发布于:2025-02-11 ⋅ 阅读:(11) ⋅ 点赞:(0)

背景

Pytorch提供了Distributed Data Parallel (DDP)工具以便在多机多卡上并行训练,并提供了torchrun指令来启动。然而,torchrun指令启动不便于debug。可以通过修改成等价mp.spawn启动方式先debug,完成后再转回torchrun指令启动正式训练。

流程

假设原始DDP训练代码是:

import torch.distributed as dist

def main():
	args.local_rank = int(os.environ["LOCAL_RANK"])
    args.world_size = int(os.environ["WORLD_SIZE"])
    args.rank = int(os.environ["RANK"])
    dist.init_process_group("nccl", rank=args.rank, world_size=args.world_size)
    torch.cuda.set_device(args.local_rank)
    ......

if __name__ == "__main__":
    main()

通过以下指令启动DDP训练:

torchrun --nnodes=1 --nproc_per_node=4 --rdzv_backend=c10d --rdzv_endpoint=localhost:0 train.py

为了在IDE(例如Pycharm)内debug,修改成以下代码,直接在IDE内debug即可。

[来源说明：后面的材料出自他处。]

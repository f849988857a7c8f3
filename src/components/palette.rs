//! Accent color palettes and the settings swatch grid.
//!
//! DESIGN
//! ======
//! The grid is rebuilt from scratch on every palette change. There are only
//! a handful of swatches, so reconstruction is simpler than patching the
//! active border in place.

#[cfg(test)]
#[path = "palette_test.rs"]
mod palette_test;

use crate::config::UiConfig;
use crate::dom::{Document, EventKind, UiEvent};
use crate::state::prefs::{PALETTE_KEY, Palette};
use crate::util::storage::PreferenceStore;

const SWATCH_SIZE: &str = "45px";
const ACTIVE_BORDER: &str = "3px solid var(--color-primary)";
const IDLE_BORDER: &str = "2px solid #ccc";

#[derive(Clone, Debug)]
pub struct PaletteController {
    grid_id: String,
    color_vars: [String; 3],
    palettes: Vec<Palette>,
    current: Option<String>,
}

impl PaletteController {
    pub fn new(config: &UiConfig) -> Self {
        Self {
            grid_id: config.elements.palette_grid.clone(),
            color_vars: config.classes.color_vars.clone(),
            palettes: config.palettes.clone(),
            current: None,
        }
    }

    pub fn current(&self) -> Option<&str> {
        self.current.as_deref()
    }

    /// Apply the named palette. Unknown names change nothing.
    pub fn set_palette<D: Document>(&mut self, doc: &D, store: &dyn PreferenceStore, name: &str) -> bool {
        let Some(palette) = self.palettes.iter().find(|p| p.name == name) else {
            log::debug!("palette: ignoring unknown palette {name:?}");
            return false;
        };

        if let Some(root) = doc.root() {
            for (var, color) in self.color_vars.iter().zip(&palette.colors) {
                doc.set_style(&root, var, color);
            }
        }
        store.save(PALETTE_KEY, name);
        self.current = Some(name.to_string());
        self.draw_palette(doc, name);
        true
    }

    /// Handle a click on the swatch for the `index`th palette.
    pub fn pick<D: Document>(&mut self, doc: &D, store: &dyn PreferenceStore, index: usize) {
        if let Some(name) = self.palettes.get(index).map(|p| p.name.clone()) {
            self.set_palette(doc, store, &name);
        }
    }

    /// Rebuild the swatch grid, highlighting `active`.
    pub fn draw_palette<D: Document>(&self, doc: &D, active: &str) {
        let Some(grid) = doc.by_id(&self.grid_id) else {
            return;
        };
        doc.clear_children(&grid);

        for (index, palette) in self.palettes.iter().enumerate() {
            let background = palette.gradient();
            let border = if palette.name == active { ACTIVE_BORDER } else { IDLE_BORDER };
            let style = [
                ("width", SWATCH_SIZE),
                ("height", SWATCH_SIZE),
                ("border-radius", "50%"),
                ("background", background.as_str()),
                ("border", border),
            ];
            if let Some(swatch) = doc.append_button(&grid, &style) {
                doc.listen(&swatch, EventKind::Click, UiEvent::PickPalette(index));
            }
        }
    }
}
//! Page bootstrap and event routing.
//!
//! ARCHITECTURE
//! ============
//! [`App`] owns the document backend, the preference store and every
//! controller. [`App::init`] runs once on page-ready; afterwards the backend
//! feeds bound DOM events to [`App::dispatch`], which runs each handler to
//! completion.

#[cfg(test)]
#[path = "app_test.rs"]
mod app_test;

use crate::components::contact_form::ContactForm;
use crate::components::font::FontController;
use crate::components::palette::PaletteController;
use crate::components::portfolio_filter::PortfolioFilter;
use crate::components::scroll_top::ScrollTop;
use crate::components::settings::{Preferences, SettingsPanel};
use crate::components::theme::ThemeController;
use crate::config::UiConfig;
use crate::dom::{Document, UiEvent};
use crate::state::prefs::PALETTE_KEY;
use crate::util::storage::PreferenceStore;

pub struct App<D: Document> {
    doc: D,
    store: Box<dyn PreferenceStore>,
    config: UiConfig,
    theme: ThemeController,
    font: FontController<D::Node>,
    palette: PaletteController,
    settings: SettingsPanel<D::Node>,
    scroll_top: Option<ScrollTop<D::Node>>,
    filter: Option<PortfolioFilter<D::Node>>,
    form: Option<ContactForm<D::Node>>,
}

impl<D: Document> App<D> {
    pub fn new(doc: D, store: Box<dyn PreferenceStore>, config: UiConfig) -> Self {
        Self {
            theme: ThemeController::new(&config),
            font: FontController::new(&config),
            palette: PaletteController::new(&config),
            settings: SettingsPanel::new(&config),
            scroll_top: None,
            filter: None,
            form: None,
            doc,
            store,
            config,
        }
    }

    pub fn document(&self) -> &D {
        &self.doc
    }

    pub fn store(&self) -> &dyn PreferenceStore {
        self.store.as_ref()
    }

    pub fn theme(&self) -> &ThemeController {
        &self.theme
    }

    pub fn font(&self) -> &FontController<D::Node> {
        &self.font
    }

    pub fn palette(&self) -> &PaletteController {
        &self.palette
    }

    /// Apply stored preferences and bind every widget.
    ///
    /// The palette goes first so the color custom properties exist before
    /// anything else renders; the remaining order is fixed but otherwise
    /// arbitrary.
    pub fn init(&mut self) {
        let store = self.store.as_ref();
        let stored = store.load_non_empty(PALETTE_KEY);
        let palette = stored.as_deref().unwrap_or(&self.config.defaults.palette);
        if !self.palette.set_palette(&self.doc, store, palette) {
            log::warn!("bootstrap: palette {palette:?} is not configured");
        }

        self.theme.init(&self.doc, store);
        self.font.init(&self.doc, store);
        self.settings.init(&self.doc);
        self.scroll_top = ScrollTop::init(&self.doc, &self.config);
        self.filter = Some(PortfolioFilter::init(&self.doc, &self.config));
        self.form = ContactForm::init(&self.doc, &self.config);

        log::info!(
            "bootstrap: theme={} font={} palette={}",
            self.theme.current().as_str(),
            self.font.current().unwrap_or("-"),
            self.palette.current().unwrap_or("-"),
        );
    }

    /// Run the handler bound to `event`.
    pub fn dispatch(&mut self, event: UiEvent) {
        let doc = &self.doc;
        let store = self.store.as_ref();
        match event {
            UiEvent::ToggleTheme => {
                self.theme.toggle(doc, store);
            }
            UiEvent::PickFont(index) => self.font.pick(doc, store, index),
            UiEvent::PickPalette(index) => self.palette.pick(doc, store, index),
            UiEvent::ToggleSettings => self.settings.toggle(doc),
            UiEvent::CloseSettings => self.settings.close(doc),
            UiEvent::ResetSettings => {
                let prefs = Preferences { theme: &mut self.theme, font: &mut self.font, palette: &mut self.palette };
                self.settings.reset(doc, store, prefs);
            }
            UiEvent::Scrolled => {
                if let Some(scroll_top) = &self.scroll_top {
                    scroll_top.sync(doc);
                }
            }
            UiEvent::ScrollToTop => {
                if let Some(scroll_top) = &self.scroll_top {
                    scroll_top.scroll_to_top(doc);
                }
            }
            UiEvent::Filter(index) => {
                if let Some(filter) = &self.filter {
                    filter.pick(doc, index);
                }
            }
            UiEvent::SubmitForm => {
                if let Some(form) = &self.form {
                    form.submit(doc);
                }
            }
        }
    }
}
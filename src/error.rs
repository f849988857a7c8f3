//! Errors raised by the browser backend and configuration loading.
//!
//! Controllers never see these: the page keeps working with whatever
//! could be applied, and the failure is logged.

#[derive(Debug, thiserror::Error)]
pub enum UiError {
    #[error("browser call failed: {0}")]
    Js(String),
    #[error("no window or document available")]
    MissingWindow,
    #[error("invalid ui config: {0}")]
    Config(#[from] serde_json::Error),
}

#[cfg(feature = "hydrate")]
impl From<wasm_bindgen::JsValue> for UiError {
    fn from(value: wasm_bindgen::JsValue) -> Self {
        Self::Js(value.as_string().unwrap_or_else(|| format!("{value:?}")))
    }
}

import torch.distributed as dist
import torch.multiprocessing as mp

def main(rank, world_size):
	args.local_rank = rank
    args.world_size = world_size
    args.rank = rank
    os.environ['MASTER_ADDR'] = 'localhost'
    os.environ['MASTER_PORT'] = '12355'
    dist.init_process_group("nccl", rank=args.rank, world_size=args.world_size)
    torch.cuda.set_device(args.local_rank)
    ......

if __name__ == "__main__":
    world_size = torch.cuda.device_count()
    mp.spawn(main, args=(world_size,), nprocs=world_size, join=True)